Filter the data for lines with the word "Duration" and copy those lines.

--------------------

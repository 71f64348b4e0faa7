//! Voltage sources.

use serde::Serialize;

/// A DC battery.
///
/// Every battery on the canvas is treated as series-additive by the solver,
/// regardless of where it sits or how it is wired.
#[derive(Debug, Clone, Copy, PartialEq, Serialize)]
pub struct Battery {
    pub voltage: f64,
}

impl Battery {
    /// Voltage of a freshly placed battery.
    pub const DEFAULT_VOLTAGE: f64 = 12.0;

    /// Create a new battery.
    pub fn new(voltage: f64) -> Self {
        Self { voltage }
    }
}

impl Default for Battery {
    fn default() -> Self {
        Self::new(Self::DEFAULT_VOLTAGE)
    }
}
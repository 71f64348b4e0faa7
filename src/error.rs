//! Error types for the gesture circuit builder.
//!
//! This module provides a unified error type [`CircuitCvError`] that covers
//! all error conditions that can occur while reading hand-tracking input,
//! driving the interaction pipeline and writing circuit snapshots.
//!
//! A missing hand is not an error: detection returns `None` for it. Division
//! by zero resistance is guarded inside the solver and never surfaces here.

use thiserror::Error;

/// Result type alias using [`CircuitCvError`].
pub type Result<T> = std::result::Result<T, CircuitCvError>;

/// Unified error type for all circuit builder operations.
#[derive(Error, Debug)]
pub enum CircuitCvError {
    // ============ Landmark / Frame Errors ============
    /// A hand was reported with the wrong number of keypoints
    #[error("Expected {expected} hand landmarks, found {found}")]
    InvalidLandmarks { expected: usize, found: usize },

    /// A keypoint is not finite or lies far outside the frame
    #[error("Landmark {index} out of range: ({x}, {y})")]
    LandmarkOutOfRange { index: usize, x: f32, y: f32 },

    /// Frame dimensions cannot be used to denormalize landmarks
    #[error("Invalid frame size {width}x{height}")]
    InvalidFrameSize { width: u32, height: u32 },

    /// Malformed line on the frame input stream
    #[error("Frame parse error at line {line}: {message}")]
    FrameParse { line: usize, message: String },

    // ============ Source Errors ============
    /// The landmark source (camera + tracker) could not be opened
    #[error("Landmark source unavailable: {message}")]
    SourceUnavailable { message: String },

    // ============ I/O Errors ============
    /// Error reading frame input
    #[error("Frame input error: {message}")]
    InputError { message: String },

    /// Error writing snapshot output
    #[error("Snapshot output error: {message}")]
    OutputError { message: String },

    /// Snapshot (de)serialisation failed
    #[error("Serialization error: {0}")]
    Serialization(#[from] serde_json::Error),

    // ============ WASM Errors ============
    /// WASM-specific error
    #[cfg(feature = "wasm")]
    #[error("WASM error: {message}")]
    WasmError { message: String },
}

impl CircuitCvError {
    /// Create a frame parse error
    pub fn frame_parse(line: usize, message: impl Into<String>) -> Self {
        Self::FrameParse {
            line,
            message: message.into(),
        }
    }

    /// Create an invalid landmark count error
    pub fn invalid_landmarks(found: usize) -> Self {
        Self::InvalidLandmarks {
            expected: crate::gesture::LANDMARK_COUNT,
            found,
        }
    }
}
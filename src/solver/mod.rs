//! DC circuit evaluation.
//!
//! The main path is [`evaluate`] / [`CircuitCalculator`]: a single-loop
//! Ohm's-law model that sums every battery into one source and every
//! resistor and lamp into one series load. Wire connectivity is not
//! consulted.
//!
//! ```text
//! V = sum(battery voltages)
//! R = sum(resistor and lamp resistances)
//! I = V / R        (0 when R <= 0)
//! P = V * I
//! ```
//!
//! [`calculate_series`], [`calculate_parallel`] and [`analyze_topology`] are
//! standalone helpers for explicitly wired networks; per-component figures
//! come from [`analyze_component`].

mod analysis;
mod calculator;
mod networks;

pub use analysis::{analyze_component, AnalysisDetail, ComponentAnalysis};
pub use calculator::{evaluate, CircuitCalculator, CircuitReport, CircuitType};
pub use networks::{analyze_topology, calculate_parallel, calculate_series};

/// Round `value` to `decimals` places, halves away from zero.
pub fn round_to(value: f64, decimals: i32) -> f64 {
    let scale = 10f64.powi(decimals);
    (value * scale).round() / scale
}

#[cfg(test)]
mod tests {
    use super::*;

    #[test]
    fn test_round_to() {
        assert_eq!(round_to(0.12345, 3), 0.123);
        assert_eq!(round_to(1.4449, 2), 1.44);
        assert_eq!(round_to(19.6, 0), 20.0);
        assert_eq!(round_to(-2.5, 0), -3.0);
    }
}
// Copyright (c) 2025, The Ruskit Authors
// MIT License
// All rights reserved.

//! # Topology Management
//!
//! Declares queues and binds them to exchanges. Declarations are idempotent:
//! repeating one with the same parameters yields the same queue, while a
//! conflicting redeclaration is a [`DeclareError`].
//!
//! The main components are:
//! - `Topology` trait: builder interface for provisioning a set of components
//! - `AmqpTopology`: implementation over an [`AmqpChannel`], also used by
//!   each subscription to declare and bind its own queue

use crate::{
    errors::DeclareError,
    exchange::ExchangeDefinition,
    queue::{QueueBinding, QueueDefinition, QueueHandle},
    transport::AmqpChannel,
};
use async_trait::async_trait;
use std::sync::Arc;
use tracing::debug;

/// Builder interface for provisioning exchanges, queues and bindings.
#[async_trait]
pub trait Topology {
    /// Adds an exchange definition to the topology.
    fn exchange(self, def: ExchangeDefinition) -> Self;

    /// Adds a queue definition to the topology.
    fn queue(self, def: QueueDefinition) -> Self;

    /// Adds a queue-to-exchange binding to the topology.
    fn queue_binding(self, binding: QueueBinding) -> Self;

    /// Declares every exchange, then every queue, then every binding.
    async fn install(&self) -> Result<Vec<QueueHandle>, DeclareError>;
}

/// Topology declared through one channel.
pub struct AmqpTopology {
    channel: Arc<dyn AmqpChannel>,
    pub(crate) exchanges: Vec<ExchangeDefinition>,
    pub(crate) queues: Vec<QueueDefinition>,
    pub(crate) queues_binding: Vec<QueueBinding>,
}

impl AmqpTopology {
    pub fn new(channel: Arc<dyn AmqpChannel>) -> AmqpTopology {
        AmqpTopology {
            channel,
            exchanges: vec![],
            queues: vec![],
            queues_binding: vec![],
        }
    }

    /// Declares `def` and binds it with `binding`, returning the bound queue.
    pub async fn declare_and_bind(
        &self,
        def: &QueueDefinition,
        binding: &QueueBinding,
    ) -> Result<QueueHandle, DeclareError> {
        let queue = self.channel.declare_queue(def).await?;
        self.channel.bind_queue(binding).await?;

        debug!(
            queue = %queue.name,
            exchange = %binding.exchange_name,
            routing_key = %binding.routing_key,
            "queue was bound"
        );

        Ok(queue)
    }
}

#[async_trait]
impl Topology for AmqpTopology {
    fn exchange(mut self, def: ExchangeDefinition) -> Self {
        self.exchanges.push(def);
        self
    }

    /// Adds a queue definition, replacing an earlier one with the same name.
    fn queue(mut self, def: QueueDefinition) -> Self {
        self.queues.retain(|queue| queue.name != def.name);
        self.queues.push(def);
        self
    }

    fn queue_binding(mut self, binding: QueueBinding) -> Self {
        self.queues_binding.push(binding);
        self
    }

    async fn install(&self) -> Result<Vec<QueueHandle>, DeclareError> {
        for exch in &self.exchanges {
            self.channel.declare_exchange(exch).await?;
        }

        let mut handles = Vec::with_capacity(self.queues.len());
        for def in &self.queues {
            handles.push(self.channel.declare_queue(def).await?);
        }

        for binding in &self.queues_binding {
            self.channel.bind_queue(binding).await?;
        }

        debug!(
            exchanges = self.exchanges.len(),
            queues = self.queues.len(),
            bindings = self.queues_binding.len(),
            "topology installed"
        );

        Ok(handles)
    }
}
// Copyright (c) 2025, The Ruskit Authors
// MIT License
// All rights reserved.

//! # Broker Configuration
//!
//! Connection and pipeline settings, loaded from an optional YAML file and
//! overridden by `RABBITMQ_*` environment variables.

use crate::queue::DeadLetterConfig;
use serde::Deserialize;

/// Prefix for configuration environment variables.
pub const CONFIG_ENV_PREFIX: &str = "RABBITMQ";
/// Prefetch used when none is configured.
pub const DEFAULT_PREFETCH: u16 = 10;

#[derive(Debug, Clone, PartialEq, Eq, Deserialize)]
#[serde(default)]
pub struct RabbitMqConfig {
    pub host: String,
    pub port: u16,
    pub user: String,
    pub password: String,
    pub vhost: String,
    /// Name reported to the broker for this connection.
    pub connection_name: String,
    /// Unacknowledged deliveries allowed per subscription, applied by
    /// `SubscriptionDefinition::from_config`.
    pub prefetch: u16,
    /// Exchange receiving discarded messages of queues declared with it.
    pub dead_letter_exchange: Option<String>,
}

impl Default for RabbitMqConfig {
    fn default() -> Self {
        RabbitMqConfig {
            host: "localhost".to_owned(),
            port: 5672,
            user: "guest".to_owned(),
            password: "guest".to_owned(),
            vhost: "/".to_owned(),
            connection_name: env!("CARGO_PKG_NAME").to_owned(),
            prefetch: DEFAULT_PREFETCH,
            dead_letter_exchange: None,
        }
    }
}

impl RabbitMqConfig {
    /// Loads the configuration.
    ///
    /// Sources, later overriding earlier:
    /// 1. defaults
    /// 2. the YAML file at `path`, if given
    /// 3. `RABBITMQ_*` environment variables (e.g. `RABBITMQ_PREFETCH=5`)
    pub fn load(path: Option<&str>) -> Result<Self, config::ConfigError> {
        use config::{Config, Environment, File, FileFormat};

        let mut builder = Config::builder();
        if let Some(path) = path {
            builder = builder.add_source(File::new(path, FileFormat::Yaml).required(true));
        }

        builder
            .add_source(Environment::with_prefix(CONFIG_ENV_PREFIX).try_parsing(true))
            .build()?
            .try_deserialize()
    }

    /// Dead-letter wiring for queues declared with this configuration.
    pub fn dead_letter(&self) -> Option<DeadLetterConfig> {
        self.dead_letter_exchange
            .as_deref()
            .map(DeadLetterConfig::new)
    }

    /// The AMQP URI for this broker, with user, password and vhost
    /// percent-encoded.
    pub fn uri(&self) -> String {
        format!(
            "amqp://{}:{}@{}:{}/{}",
            encode_component(&self.user),
            encode_component(&self.password),
            self.host,
            self.port,
            encode_component(&self.vhost)
        )
    }
}

/// Percent-encodes everything outside the URI unreserved set.
fn encode_component(raw: &str) -> String {
    let mut encoded = String::with_capacity(raw.len());
    for byte in raw.bytes() {
        match byte {
            b'A'..=b'Z' | b'a'..=b'z' | b'0'..=b'9' | b'-' | b'.' | b'_' | b'~' => {
                encoded.push(char::from(byte))
            }
            _ => encoded.push_str(&format!("%{byte:02x}")),
        }
    }
    encoded
}
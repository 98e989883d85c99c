// Copyright (c) 2025, The Ruskit Authors
// MIT License
// All rights reserved.

//! # Typed Message Handlers
//!
//! A handler receives a decoded payload and answers with an [`Outcome`]. It
//! is never called concurrently within one subscription. Plain closures work
//! for synchronous handlers; implement the trait for handlers that await,
//! for instance to publish follow-up messages before answering.

use crate::ack::Outcome;
use async_trait::async_trait;

#[async_trait]
pub trait Handler<T>: Send + Sync {
    async fn handle(&self, message: T) -> Outcome;
}

#[async_trait]
impl<T, F> Handler<T> for F
where
    T: Send + 'static,
    F: Fn(T) -> Outcome + Send + Sync,
{
    async fn handle(&self, message: T) -> Outcome {
        self(message)
    }
}
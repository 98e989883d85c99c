// Copyright (c) 2025, The Ruskit Authors
// MIT License
// All rights reserved.

//! # Delivery Processing
//!
//! Resolves one delivery end to end: decode, hand to the typed handler, then
//! settle through the acknowledgment mapper. Payloads that fail to decode are
//! discarded without reaching the handler, since redelivering them could
//! never succeed.

use crate::{
    ack::{self, DeliveryState, Outcome},
    codec::Decoder,
    errors::AmqpError,
    handler::Handler,
    otel,
    transport::Delivery,
};
use opentelemetry::{
    global::BoxedTracer,
    trace::{Span, Status},
    KeyValue,
};
use std::borrow::Cow;
use tracing::{debug, warn};

/// Processes one delivery and returns the state it was settled in.
pub(crate) async fn consume<T>(
    tracer: &BoxedTracer,
    delivery: Delivery,
    decoder: &dyn Decoder<T>,
    handler: &dyn Handler<T>,
) -> Result<DeliveryState, AmqpError> {
    let (info, envelope, acker) = delivery.into_parts();

    let (_ctx, mut span) = otel::new_span(&envelope.headers, tracer, &info.routing_key);
    span.set_attribute(KeyValue::new("messaging.destination", info.exchange.clone()));
    span.set_attribute(KeyValue::new("messaging.redelivered", info.redelivered));

    debug!(
        routing_key = %info.routing_key,
        exchange = %info.exchange,
        delivery_tag = info.delivery_tag,
        "received message"
    );

    let outcome = match decoder.decode(&envelope) {
        Err(err) => {
            warn!(
                error = err.to_string(),
                routing_key = %info.routing_key,
                "discarding message - reason: undecodable payload"
            );
            span.record_error(&err);
            Outcome::NackDiscard
        }
        Ok(message) => handler.handle(message).await,
    };

    let result = ack::settle(acker, outcome).await;
    match &result {
        Ok(DeliveryState::Discarded) => span.set_status(Status::Error {
            description: Cow::from("message discarded"),
        }),
        Ok(_) => span.set_status(Status::Ok),
        Err(err) => {
            span.record_error(err);
            span.set_status(Status::Error {
                description: Cow::from("error to settle msg"),
            });
        }
    }
    span.end();

    result
}
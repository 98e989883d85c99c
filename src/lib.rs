// Copyright (c) 2025, The Ruskit Authors
// MIT License
// All rights reserved.

//! # amqp-pubsub
//!
//! Typed publish/subscribe over AMQP exchanges. Producers publish serializable
//! values through a [`publisher::Publisher`]; consumers register a
//! [`handler::Handler`] per subscription through a
//! [`dispatcher::Subscriber`] and answer each message with an
//! [`ack::Outcome`], which becomes exactly one acknowledgment on the broker.
//!
//! The broker is reached through the traits in [`transport`]: [`channel`]
//! implements them over RabbitMQ, [`memory`] in-process.

mod consumer;
mod otel;

pub mod ack;
pub mod channel;
pub mod codec;
pub mod config;
pub mod dispatcher;
pub mod errors;
pub mod exchange;
pub mod handler;
pub mod memory;
pub mod publisher;
pub mod queue;
pub mod routing;
pub mod topology;
pub mod transport;
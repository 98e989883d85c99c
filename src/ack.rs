// Copyright (c) 2025, The Ruskit Authors
// MIT License
// All rights reserved.

//! # Acknowledgment Mapping
//!
//! Handlers answer with an [`Outcome`]; this module turns that verdict into
//! the one broker action a delivery receives. The acker is taken by value, so
//! a delivery cannot be settled twice.

use crate::{errors::AmqpError, transport::DeliveryAcker};
use std::fmt;
use tracing::{debug, error};

/// A handler's verdict on a message.
#[derive(Debug, Clone, Copy, PartialEq, Eq, Hash)]
pub enum Outcome {
    /// Processed; remove it from the queue.
    Ack,
    /// Put it back for redelivery. For transient or ordering-dependent failures.
    NackRequeue,
    /// Drop it, or dead-letter it when the queue has a dead letter exchange.
    /// For payloads that can never succeed.
    NackDiscard,
}

/// Terminal state of a delivery.
#[derive(Debug, Clone, Copy, PartialEq, Eq, Hash)]
pub enum DeliveryState {
    Acknowledged,
    Requeued,
    Discarded,
}

impl From<Outcome> for DeliveryState {
    fn from(outcome: Outcome) -> Self {
        match outcome {
            Outcome::Ack => DeliveryState::Acknowledged,
            Outcome::NackRequeue => DeliveryState::Requeued,
            Outcome::NackDiscard => DeliveryState::Discarded,
        }
    }
}

impl fmt::Display for DeliveryState {
    fn fmt(&self, f: &mut fmt::Formatter<'_>) -> fmt::Result {
        match self {
            DeliveryState::Acknowledged => write!(f, "acknowledged"),
            DeliveryState::Requeued => write!(f, "requeued"),
            DeliveryState::Discarded => write!(f, "discarded"),
        }
    }
}

/// Issues the broker action for `outcome`.
///
/// A failing action is logged and returned, never retried: the broker then
/// decides the fate of the still-unacknowledged message.
pub async fn settle(
    acker: Box<dyn DeliveryAcker>,
    outcome: Outcome,
) -> Result<DeliveryState, AmqpError> {
    let result = match outcome {
        Outcome::Ack => acker.ack().await,
        Outcome::NackRequeue => acker.nack(true).await,
        Outcome::NackDiscard => acker.nack(false).await,
    };

    let state = DeliveryState::from(outcome);
    match result {
        Ok(()) => {
            debug!(state = %state, "message settled");
            Ok(state)
        }
        Err(err) => {
            error!(error = err.to_string(), state = %state, "failure to settle message");
            Err(err)
        }
    }
}
//! Consume loop behavior against the in-memory broker: prefetch backpressure,
//! sequential settlement, requeue, dead-lettering and decode failures.

mod common;

use std::{
    sync::{
        atomic::{AtomicUsize, Ordering},
        Arc, Mutex,
    },
    time::Duration,
};

use amqp_pubsub::{
    ack::Outcome,
    codec::{Envelope, JSON_CONTENT_TYPE},
    dispatcher::SubscriptionDefinition,
    handler::Handler,
    queue::{DeadLetterConfig, QueueBinding, QueueDefinition},
    topology::{AmqpTopology, Topology},
    transport::{AmqpChannel, AmqpConnection},
};
use async_trait::async_trait;
use common::{
    wait_until, ArmyMove, Harness, DEAD_LETTER_EXCHANGE, DEAD_LETTER_QUEUE, TOPIC_EXCHANGE,
};
use tokio::sync::Semaphore;

/// Blocks every message until a permit is released.
struct Gated {
    permits: Arc<Semaphore>,
    started: Arc<AtomicUsize>,
}

#[async_trait]
impl Handler<ArmyMove> for Gated {
    async fn handle(&self, _message: ArmyMove) -> Outcome {
        self.started.fetch_add(1, Ordering::SeqCst);
        self.permits
            .acquire()
            .await
            .expect("semaphore open")
            .forget();
        Outcome::Ack
    }
}

/// Never finishes handling.
struct Stuck;

#[async_trait]
impl Handler<ArmyMove> for Stuck {
    async fn handle(&self, _message: ArmyMove) -> Outcome {
        std::future::pending::<Outcome>().await
    }
}

async fn publish_moves(harness: &Harness, count: usize) {
    for n in 0..count {
        harness
            .publisher
            .publish_json(
                TOPIC_EXCHANGE,
                "army_moves.alice",
                &ArmyMove::new("alice", &n.to_string()),
            )
            .await
            .expect("publish");
    }
}

#[tokio::test]
async fn prefetch_bounds_outstanding_deliveries() {
    let harness = Harness::new().await;
    let permits = Arc::new(Semaphore::new(0));
    let started = Arc::new(AtomicUsize::new(0));

    let def = SubscriptionDefinition::new(TOPIC_EXCHANGE, "army_moves.bob", "army_moves.*")
        .transient()
        .prefetch(2);
    let handler = Gated {
        permits: permits.clone(),
        started: started.clone(),
    };
    let _sub = harness
        .subscriber
        .subscribe_json::<ArmyMove, _>(&def, handler)
        .await
        .expect("subscribe");

    publish_moves(&harness, 5).await;

    wait_until(|| harness.stats("army_moves.bob").unacked == 2).await;
    tokio::time::sleep(Duration::from_millis(50)).await;
    let stats = harness.stats("army_moves.bob");
    assert_eq!((stats.unacked, stats.ready, stats.acked), (2, 3, 0));
    assert_eq!(started.load(Ordering::SeqCst), 1);

    permits.add_permits(1);
    wait_until(|| harness.stats("army_moves.bob").acked == 1).await;
    let stats = harness.stats("army_moves.bob");
    assert_eq!((stats.unacked, stats.ready), (2, 2));

    permits.add_permits(4);
    wait_until(|| harness.stats("army_moves.bob").acked == 5).await;
    assert_eq!(harness.stats("army_moves.bob").unacked, 0);
    assert_eq!(started.load(Ordering::SeqCst), 5);
}

#[tokio::test]
async fn a_stalled_subscription_does_not_block_others() {
    let harness = Harness::new().await;
    let stalled = SubscriptionDefinition::new(TOPIC_EXCHANGE, "army_moves.bob", "army_moves.*")
        .transient()
        .prefetch(1);
    let _stalled = harness
        .subscriber
        .subscribe_json::<ArmyMove, _>(
            &stalled,
            Gated {
                permits: Arc::new(Semaphore::new(0)),
                started: Arc::new(AtomicUsize::new(0)),
            },
        )
        .await
        .expect("subscribe");

    let live = SubscriptionDefinition::new(TOPIC_EXCHANGE, "army_moves.carol", "army_moves.*")
        .transient()
        .prefetch(1);
    let _live = harness
        .subscriber
        .subscribe_json::<ArmyMove, _>(&live, |_: ArmyMove| Outcome::Ack)
        .await
        .expect("subscribe");

    publish_moves(&harness, 3).await;

    wait_until(|| harness.stats("army_moves.carol").acked == 3).await;
    assert_eq!(harness.stats("army_moves.bob").acked, 0);
}

#[tokio::test]
async fn deliveries_settle_before_the_next_is_handled() {
    let harness = Harness::new().await;
    let broker = harness.broker.clone();
    let observed = Arc::new(Mutex::new(vec![]));

    let recorder = observed.clone();
    let handler = move |army: ArmyMove| {
        let acked = broker.stats("war").map_or(0, |stats| stats.acked);
        recorder.lock().expect("recorder").push((army.to, acked));
        Outcome::Ack
    };

    let def = SubscriptionDefinition::new(TOPIC_EXCHANGE, "war", "army_moves.*").prefetch(10);
    let _sub = harness
        .subscriber
        .subscribe_json::<ArmyMove, _>(&def, handler)
        .await
        .expect("subscribe");

    publish_moves(&harness, 4).await;
    wait_until(|| harness.stats("war").acked == 4).await;

    let observed = observed.lock().expect("recorder").clone();
    let expected: Vec<(String, u64)> = (0..4).map(|n| (n.to_string(), n)).collect();
    assert_eq!(observed, expected);
}

#[tokio::test]
async fn requeued_messages_are_redelivered() {
    let harness = Harness::new().await;
    let calls = Arc::new(AtomicUsize::new(0));

    let counter = calls.clone();
    let handler = move |_: ArmyMove| {
        if counter.fetch_add(1, Ordering::SeqCst) == 0 {
            Outcome::NackRequeue
        } else {
            Outcome::Ack
        }
    };

    let def = SubscriptionDefinition::new(TOPIC_EXCHANGE, "war", "army_moves.*");
    let _sub = harness
        .subscriber
        .subscribe_json::<ArmyMove, _>(&def, handler)
        .await
        .expect("subscribe");

    publish_moves(&harness, 1).await;
    wait_until(|| harness.stats("war").acked == 1).await;

    let stats = harness.stats("war");
    assert_eq!((stats.requeued, stats.discarded), (1, 0));
    assert_eq!(calls.load(Ordering::SeqCst), 2);
}

#[tokio::test]
async fn discarded_messages_reach_the_dead_letter_queue() {
    let harness = Harness::new().await;
    let channel = harness.connection.create_channel().await.expect("channel");
    AmqpTopology::new(channel)
        .queue(QueueDefinition::new(DEAD_LETTER_QUEUE))
        .queue_binding(
            QueueBinding::new(DEAD_LETTER_QUEUE)
                .exchange(DEAD_LETTER_EXCHANGE)
                .routing_key("#"),
        )
        .install()
        .await
        .expect("install");

    let def = SubscriptionDefinition::new(TOPIC_EXCHANGE, "war", "army_moves.*")
        .dead_letter(Some(DeadLetterConfig::new(DEAD_LETTER_EXCHANGE)));
    let _sub = harness
        .subscriber
        .subscribe_json::<ArmyMove, _>(&def, |_: ArmyMove| Outcome::NackDiscard)
        .await
        .expect("subscribe");

    publish_moves(&harness, 2).await;
    wait_until(|| harness.stats(DEAD_LETTER_QUEUE).ready == 2).await;

    let stats = harness.stats("war");
    assert_eq!((stats.discarded, stats.dead_lettered, stats.acked), (2, 2, 0));
}

#[tokio::test]
async fn undecodable_payloads_are_discarded_without_handling() {
    let harness = Harness::new().await;
    let calls = Arc::new(AtomicUsize::new(0));

    let counter = calls.clone();
    let handler = move |_: ArmyMove| {
        counter.fetch_add(1, Ordering::SeqCst);
        Outcome::Ack
    };

    let def = SubscriptionDefinition::new(TOPIC_EXCHANGE, "war", "army_moves.*");
    let _sub = harness
        .subscriber
        .subscribe_json::<ArmyMove, _>(&def, handler)
        .await
        .expect("subscribe");

    let raw = harness.connection.create_channel().await.expect("channel");
    raw.publish(
        TOPIC_EXCHANGE,
        "army_moves.alice",
        Envelope::new(JSON_CONTENT_TYPE, b"{\"player\":".to_vec()),
    )
    .await
    .expect("publish");
    harness
        .publisher
        .publish_binary(TOPIC_EXCHANGE, "army_moves.alice", &ArmyMove::new("alice", "asia"))
        .await
        .expect("publish");
    publish_moves(&harness, 1).await;

    wait_until(|| harness.stats("war").acked == 1).await;

    let stats = harness.stats("war");
    assert_eq!(stats.discarded, 2);
    assert_eq!(calls.load(Ordering::SeqCst), 1);
}

#[tokio::test]
async fn closing_the_connection_ends_the_subscription() {
    let harness = Harness::new().await;
    let permits = Arc::new(Semaphore::new(0));
    let started = Arc::new(AtomicUsize::new(0));

    let def = SubscriptionDefinition::new(TOPIC_EXCHANGE, "war", "army_moves.*");
    let sub = harness
        .subscriber
        .subscribe_json::<ArmyMove, _>(
            &def,
            Gated {
                permits: permits.clone(),
                started: started.clone(),
            },
        )
        .await
        .expect("subscribe");

    publish_moves(&harness, 1).await;
    wait_until(|| started.load(Ordering::SeqCst) == 1).await;

    harness.connection.close();
    permits.add_permits(1);

    tokio::time::timeout(Duration::from_secs(2), sub.closed())
        .await
        .expect("consume loop ended");

    let stats = harness.stats("war");
    assert_eq!((stats.ready, stats.unacked, stats.acked), (1, 0, 0));
}

#[tokio::test]
async fn aborted_subscriptions_return_deliveries_when_the_connection_closes() {
    let harness = Harness::new().await;
    let def = SubscriptionDefinition::new(TOPIC_EXCHANGE, "war", "army_moves.*").prefetch(1);
    let sub = harness
        .subscriber
        .subscribe_json::<ArmyMove, _>(&def, Stuck)
        .await
        .expect("subscribe");

    publish_moves(&harness, 1).await;
    wait_until(|| harness.stats("war").unacked == 1).await;

    sub.abort();
    wait_until(|| sub.is_finished()).await;
    publish_moves(&harness, 1).await;

    harness.connection.close();

    let stats = harness.stats("war");
    assert_eq!((stats.ready, stats.unacked), (2, 0));
}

--------------------

## ANSWER SECTION
    time::Duration,
    tokio::time::sleep(Duration::from_millis(50)).await;
    tokio::time::timeout(Duration::from_secs(2), sub.closed())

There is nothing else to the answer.